Leçon de vocabulaire et interdiction de parler !

Un ministre, De Robien, persuadé qu’il sauve l’école. Un linguiste, Bentolila, qui croit que, parce qu’il connaît les mécanismes de la langue (on peut supposer qu’il les connaît), il sait comment un enfant l’apprend. Et cela donne la dernière trouvaille en date :

Comme le vocabulaire d’une partie des enfants est insuffisamment riche pour qu’ils apprennent facilement à lire (ce qui n’est pas faux), instaurons des « leçons de mots » dès la maternelle. De là à ce que, sur la lancée, les parents ne soient pas incités fermement à faire une heure de « leçon de mots » dès le premier âge, il n’y a pas loin. Ce qui est devenu plus que des menaces, de la suppression des allocations à l’obligation de participer à des « écoles de parents », figure dans les programmes électoraux de ce qu’on appelle « grands candidats » sans que cela soit même de la dérision ! C’est à se demander, messieurs De Robien et Bentolila, comment des milliards d’enfants ont pu parler sur cette fichue planète, sans « leçons de mots ». Toute personne sensée peut même être amenée à penser que c’est justement parce qu’ils n’ont pas eu de « leçons de mots » mais qu’on leur a parlé et qu’ils ont pu parler… qu’ils parlent !

Parce que, expliquez-moi messieurs les ministres et savants, comment on peut penser améliorer le vocabulaire d’enfants qui en ont besoin quand l’essentiel de vos instructions (ordres), recommandations, consiste à empêcher les enfants de parler en classe hors de l’interrogation ou de l’injonction du maître ? Quand le retour en arrière que vous prônez en faisant semblant de ne pas le faire, consiste à empêcher la vie d’entrer dans l’école, la vie qui seule incite un enfant, et même un adulte, à parler… donc à aussi rectifier et enrichir le vocabulaire qui sert avant tout… à parler ? Vous faites, Monsieur De Robien, comme un de vos éminents collègues, ministre qui déclare un jour que « un policier n’est pas fait pour discuter avec les jeunes mais pour les arrêter quand ils sont délinquants »… et qui 5 ans plus tard devant les faits qui empirent, est obligé de ré-envisager l’instauration de ce qu’il a supprimé, des policiers qui parlent normalement avec les gens dont ils sont proches parce qu'ils doivent assurer leur sécurité, ce qui s'appelle aussi de l'aide[1].

Et puis, Messieurs les donneurs de leçons de pédagogie, vous rendez-vous compte qu’ainsi vous êtes en train de réhabiliter une partie de la « méthode globale » ? Le linguiste n’a pas du dire à son complice ministre que, s’il était nécessaire de connaître par avance les mots que l’on doit déchiffrer, c’est parce que cela va servir en partie à… les deviner ! Si on ne les connaît pas on ne peut ni les déchiffrer, ni leur donner du sens dans un contexte que l’on ne doit pas, paraît-il, avoir visualisé… globalement ! Et oui Monsieur le Ministre qui disiez il y a quelques semaines du haut de votre estrade ministérielle que lire n’est pas deviner ! Et oui, lire et apprendre à lire, ce n’est pas un truc qui se fait en 2O leçons, clef en main.

Mais il est quand même étonnant que des personnages comme Bentolila puissent penser que, parce qu’un mécanicien connaît parfaitement le fonctionnement d’une voiture, il ait aussi les compétences pour apprendre à conduire à d’autres, pire pour savoir comment on doit faire pour apprendre à conduire à d’autres.
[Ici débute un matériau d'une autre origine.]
use thiserror::Error;

/// Bytes in front of every payload: `[code:u16][timestamp:u32]`
pub const HEADER_LEN: usize = 6;

/// Sentinel payload carried by a flush message
pub const FLUSH_PAYLOAD: [u8; 1] = [0];

#[derive(Error, Debug)]
pub enum ProtocolError {
    #[error("Invalid message type: {0}")]
    InvalidMessageType(u16),

    #[error("Frame too short: {0} bytes")]
    Truncated(usize),

    #[error("Metadata serialization failed: {0}")]
    Metadata(#[from] serde_json::Error),
}

/// Message types multiplexed over one stream connection
#[derive(Debug, Clone, Copy, PartialEq, Eq, Hash)]
#[repr(u16)]
pub enum MessageType {
    /// Call metadata, exactly one per connection and always first
    Metadata = 1,
    /// Raw audio chunk
    Voice = 2,
    /// End-of-stream marker, logically last
    Flush = 3,
}

impl MessageType {
    pub fn code(self) -> u16 {
        self as u16
    }

    /// Encode `payload` as a frame of this type, stamped with the current time
    pub fn encode(self, payload: &[u8]) -> Vec<u8> {
        encode(self.code(), payload)
    }
}

impl TryFrom<u16> for MessageType {
    type Error = ProtocolError;

    fn try_from(value: u16) -> Result<Self, Self::Error> {
        match value {
            1 => Ok(MessageType::Metadata),
            2 => Ok(MessageType::Voice),
            3 => Ok(MessageType::Flush),
            _ => Err(ProtocolError::InvalidMessageType(value)),
        }
    }
}

/// Current Unix time in whole seconds, truncated to 32 bits
pub fn unix_timestamp() -> u32 {
    chrono::Utc::now().timestamp() as u32
}

/// Build a wire frame: `[code:u16 LE][timestamp:u32 LE][payload...]`
///
/// The timestamp is taken when the frame is built, not when the payload was
/// queued. It is informational only; ordering comes from the transport.
pub fn encode(code: u16, payload: &[u8]) -> Vec<u8> {
    encode_at(code, unix_timestamp(), payload)
}

/// Same as [`encode`] with an explicit timestamp
pub fn encode_at(code: u16, timestamp: u32, payload: &[u8]) -> Vec<u8> {
    let mut frame = Vec::with_capacity(HEADER_LEN + payload.len());
    frame.extend_from_slice(&code.to_le_bytes());
    frame.extend_from_slice(&timestamp.to_le_bytes());
    frame.extend_from_slice(payload);
    frame
}

/// A decoded frame as seen by the receiving side
#[derive(Debug, Clone, PartialEq, Eq)]
pub struct Frame {
    pub code: u16,
    pub timestamp: u32,
    pub payload: Vec<u8>,
}

impl Frame {
    /// Split raw frame bytes into header fields and payload
    pub fn parse(bytes: &[u8]) -> Result<Self, ProtocolError> {
        if bytes.len() < HEADER_LEN {
            return Err(ProtocolError::Truncated(bytes.len()));
        }

        let code = u16::from_le_bytes([bytes[0], bytes[1]]);
        let timestamp = u32::from_le_bytes([bytes[2], bytes[3], bytes[4], bytes[5]]);

        Ok(Frame {
            code,
            timestamp,
            payload: bytes[HEADER_LEN..].to_vec(),
        })
    }

    /// Unknown codes are kept in `code` and only rejected here
    pub fn message_type(&self) -> Result<MessageType, ProtocolError> {
        MessageType::try_from(self.code)
    }
}

#[cfg(test)]
mod tests {
    use super::*;

    #[test]
    fn test_frame_layout() {
        let payload = b"hello";
        let before = unix_timestamp();
        let frame = encode(MessageType::Metadata.code(), payload);
        let after = unix_timestamp();

        assert_eq!(frame.len(), payload.len() + HEADER_LEN);
        assert_eq!(&frame[0..2], &[0x01, 0x00]);

        let timestamp = u32::from_le_bytes([frame[2], frame[3], frame[4], frame[5]]);
        assert!(timestamp >= before && timestamp <= after);
        assert_eq!(&frame[HEADER_LEN..], payload);
    }

    #[test]
    fn test_empty_payload() {
        let frame = encode(MessageType::Voice.code(), &[]);
        assert_eq!(frame.len(), HEADER_LEN);
        assert_eq!(&frame[0..2], &[0x02, 0x00]);
    }

    #[test]
    fn test_code_is_little_endian() {
        let frame = encode_at(0x0A0B, 0x01020304, &[0xFF]);
        assert_eq!(frame, vec![0x0B, 0x0A, 0x04, 0x03, 0x02, 0x01, 0xFF]);
    }

    #[test]
    fn test_timestamp_is_truncated_to_u32() {
        let now = chrono::Utc::now().timestamp();
        let stamp = unix_timestamp() as i64;
        // Valid until 2106; after that only the low 32 bits are kept
        assert!((now - stamp).abs() <= 1);
    }

    #[test]
    fn test_flush_frame() {
        let frame = MessageType::Flush.encode(&FLUSH_PAYLOAD);
        let parsed = Frame::parse(&frame).unwrap();
        assert_eq!(parsed.message_type().unwrap(), MessageType::Flush);
        assert_eq!(parsed.payload, vec![0]);
    }

    #[test]
    fn test_parse_rejects_short_frames() {
        match Frame::parse(&[0x02, 0x00, 0x01]) {
            Err(ProtocolError::Truncated(3)) => {}
            other => panic!("expected Truncated(3), got {:?}", other),
        }
    }

    #[test]
    fn test_parse_keeps_unknown_codes() {
        let frame = Frame::parse(&encode_at(9, 42, b"x")).unwrap();
        assert_eq!(frame.code, 9);
        assert_eq!(frame.timestamp, 42);
        assert!(matches!(
            frame.message_type(),
            Err(ProtocolError::InvalidMessageType(9))
        ));
        assert_eq!(frame.payload, b"x".to_vec());
    }

    #[test]
    fn test_message_type_codes() {
        assert_eq!(MessageType::try_from(1).unwrap(), MessageType::Metadata);
        assert_eq!(MessageType::try_from(2).unwrap(), MessageType::Voice);
        assert_eq!(MessageType::try_from(3).unwrap(), MessageType::Flush);
        assert!(MessageType::try_from(0).is_err());
        assert!(MessageType::try_from(4).is_err());
    }
}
Même Noam Chomsky ne s’y est pas aventuré !



[1] A la même époque avait été supprimés ce que précédemment on appelait la police de proximité.

 

 

 

 

Commentaires
I
je viens de comprendre comment les leçons de mots s'articulent avec la méthode syllabique : d'abord le mécanisme du déchiffrement, puis l'accès au mot pour l'enfant et donc, émerveillé, au sens(dixit le ministre) et enfin le Maître lui distille chaque jour une once de sa Connaissance : un Mot ;ça a vraiment un côté cérémonie rituelle, en fait robien réforme la liturgie du C.P.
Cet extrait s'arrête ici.